Non-oncologic populations

As the field of “oncofertility” has progressed, awareness has grown about other pediatric populations at risk for infertility. Some of these populations are at risk due to gonadotoxic therapies for rheumatologic/renal diseases managed with lower-dose alkylating agents; sickle cell disease which may be treated with bone marrow transplant; and gender dysphoria treated with medical and/or surgical interventions that may impact future fertility [13]. In addition to treatment-related infertility, gonadal function is impaired in some pediatric populations due to the underlying genetic conditions, such as Turner syndrome and galactosemia [13]. Given the significant knowledge gaps with regard to impact of some of these conditions/treatments on long-term gonadal function and future reproductive potential of the cryopreserved tissue, we would question whether OTC should indeed be offered as “standard of care” to all of these populations.

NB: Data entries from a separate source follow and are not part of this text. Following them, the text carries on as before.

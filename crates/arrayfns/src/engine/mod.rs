//! Layer 4: Engine
//!
//! # Purpose
//!
//! This layer turns the unchecked loops of the lower layers into safe,
//! host-callable kernels. It validates operand shapes, kinds and ranges,
//! dispatches on scalar kind and precision, and packages results.
//!
//! # Architecture
//!
//! ```text
//! Layer 5: API
//!   ↓
//! Layer 4: Engine ← You are here
//!   ↓
//! Layer 3: Topology
//!   ↓
//! Layer 2: Algorithms
//!   ↓
//! Layer 1: Primitives
//! ```

/// Validated kernel entry points.
pub mod kernels;

/// Validation utilities.
pub mod validator;

/// Output types for kernel results.
pub mod output;
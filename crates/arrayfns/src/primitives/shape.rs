//! Shapes and borrowed array views.
//!
//! ## Purpose
//!
//! Kernels receive flat, row-major buffers together with shape metadata.
//! [`Shape`] stores up to [`MAX_DIMS`] extents inline, and [`ArrayView`] pairs
//! a borrowed slice with a shape that is checked against the slice length at
//! construction.
//!
//! ## Invariants
//!
//! * A shape has between 1 and [`MAX_DIMS`] dimensions.
//! * `view.as_slice().len() == view.shape().size()` for every view.

// External dependencies
use core::fmt::{Display, Formatter, Result as FmtResult};

// Internal dependencies
use crate::primitives::errors::ArrayError;

/// Maximum number of dimensions of a query array.
pub const MAX_DIMS: usize = 6;

// ============================================================================
// Shape
// ============================================================================

/// Row-major shape of a flat buffer.
#[derive(Debug, Clone, Copy, PartialEq, Eq, Hash)]
pub struct Shape {
    dims: [usize; MAX_DIMS],
    ndim: usize,
}

impl Shape {
    /// Build a shape from its extents.
    pub fn new(dims: &[usize]) -> Result<Self, ArrayError> {
        if dims.is_empty() {
            return Err(ArrayError::InvalidRank {
                operation: "shape",
                min: 1,
                max: MAX_DIMS,
                got: 0,
            });
        }
        if dims.len() > MAX_DIMS {
            return Err(ArrayError::TooManyDimensions {
                got: dims.len(),
                max: MAX_DIMS,
            });
        }

        let mut stored = [0; MAX_DIMS];
        stored[..dims.len()].copy_from_slice(dims);
        Ok(Self {
            dims: stored,
            ndim: dims.len(),
        })
    }

    /// One-dimensional shape.
    pub fn vector(len: usize) -> Self {
        let mut dims = [0; MAX_DIMS];
        dims[0] = len;
        Self { dims, ndim: 1 }
    }

    /// Two-dimensional shape.
    pub fn matrix(rows: usize, cols: usize) -> Self {
        let mut dims = [0; MAX_DIMS];
        dims[0] = rows;
        dims[1] = cols;
        Self { dims, ndim: 2 }
    }

    /// Number of dimensions.
    #[inline]
    pub fn ndim(&self) -> usize {
        self.ndim
    }

    /// The extents.
    #[inline]
    pub fn dims(&self) -> &[usize] {
        &self.dims[..self.ndim]
    }

    /// Extent along `axis`, or 0 past the last dimension.
    #[inline]
    pub fn dim(&self, axis: usize) -> usize {
        if axis < self.ndim {
            self.dims[axis]
        } else {
            0
        }
    }

    /// Total number of elements.
    #[inline]
    pub fn size(&self) -> usize {
        self.dims().iter().product()
    }

    /// Width of one row: the second extent of a 2-D shape, otherwise 1.
    #[inline]
    pub fn row_width(&self) -> usize {
        if self.ndim == 2 {
            self.dims[1]
        } else {
            1
        }
    }
}

impl Display for Shape {
    fn fmt(&self, f: &mut Formatter<'_>) -> FmtResult {
        write!(f, "(")?;
        for (i, d) in self.dims().iter().enumerate() {
            if i > 0 {
                write!(f, ", ")?;
            }
            write!(f, "{d}")?;
        }
        if self.ndim == 1 {
            write!(f, ",")?;
        }
        write!(f, ")")
    }
}

// ============================================================================
// Borrowed View
// ============================================================================

/// Borrowed row-major buffer with a shape.
#[derive(Debug, Clone, Copy, PartialEq)]
pub struct ArrayView<'a, T> {
    data: &'a [T],
    shape: Shape,
}

impl<'a, T> ArrayView<'a, T> {
    /// Pair `data` with `shape`; the lengths must agree.
    pub fn new(data: &'a [T], shape: Shape) -> Result<Self, ArrayError> {
        if data.len() != shape.size() {
            return Err(ArrayError::LengthMismatch {
                operation: "view",
                expected: shape.size(),
                got: data.len(),
            });
        }
        Ok(Self { data, shape })
    }

    /// Pair `data` with a shape the caller knows to match.
    pub(crate) fn from_parts(data: &'a [T], shape: Shape) -> Self {
        debug_assert_eq!(data.len(), shape.size());
        Self { data, shape }
    }

    /// One-dimensional view over the whole slice.
    pub fn vector(data: &'a [T]) -> Self {
        Self {
            data,
            shape: Shape::vector(data.len()),
        }
    }

    /// Two-dimensional view.
    pub fn matrix(data: &'a [T], rows: usize, cols: usize) -> Result<Self, ArrayError> {
        Self::new(data, Shape::matrix(rows, cols))
    }

    /// The underlying elements.
    #[inline]
    pub fn as_slice(&self) -> &'a [T] {
        self.data
    }

    /// The shape.
    #[inline]
    pub fn shape(&self) -> Shape {
        self.shape
    }

    /// Number of dimensions.
    #[inline]
    pub fn ndim(&self) -> usize {
        self.shape.ndim()
    }

    /// Number of elements.
    #[inline]
    pub fn len(&self) -> usize {
        self.data.len()
    }

    /// Whether the view holds no elements.
    #[inline]
    pub fn is_empty(&self) -> bool {
        self.data.is_empty()
    }
}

Rather, risk/benefit counseling based on available evidence relevant to the specific patient should be provided. Additionally, research should be conducted to inform fertility and reproductive health practices in these populations.

Conclusion

Overall, we celebrate moving OTC to standard of care as a valuable step to expand the fertility preservation option toolbox. However, much remains unknown about the risks and benefits of OTC in the pediatric population, particularly in young children and non-oncologic populations. We advocate for expanded access to OTC for all populations at significant risk for infertility; nevertheless, careful counseling about the limitations of our knowledge and ongoing research in these less studied populations remains essential.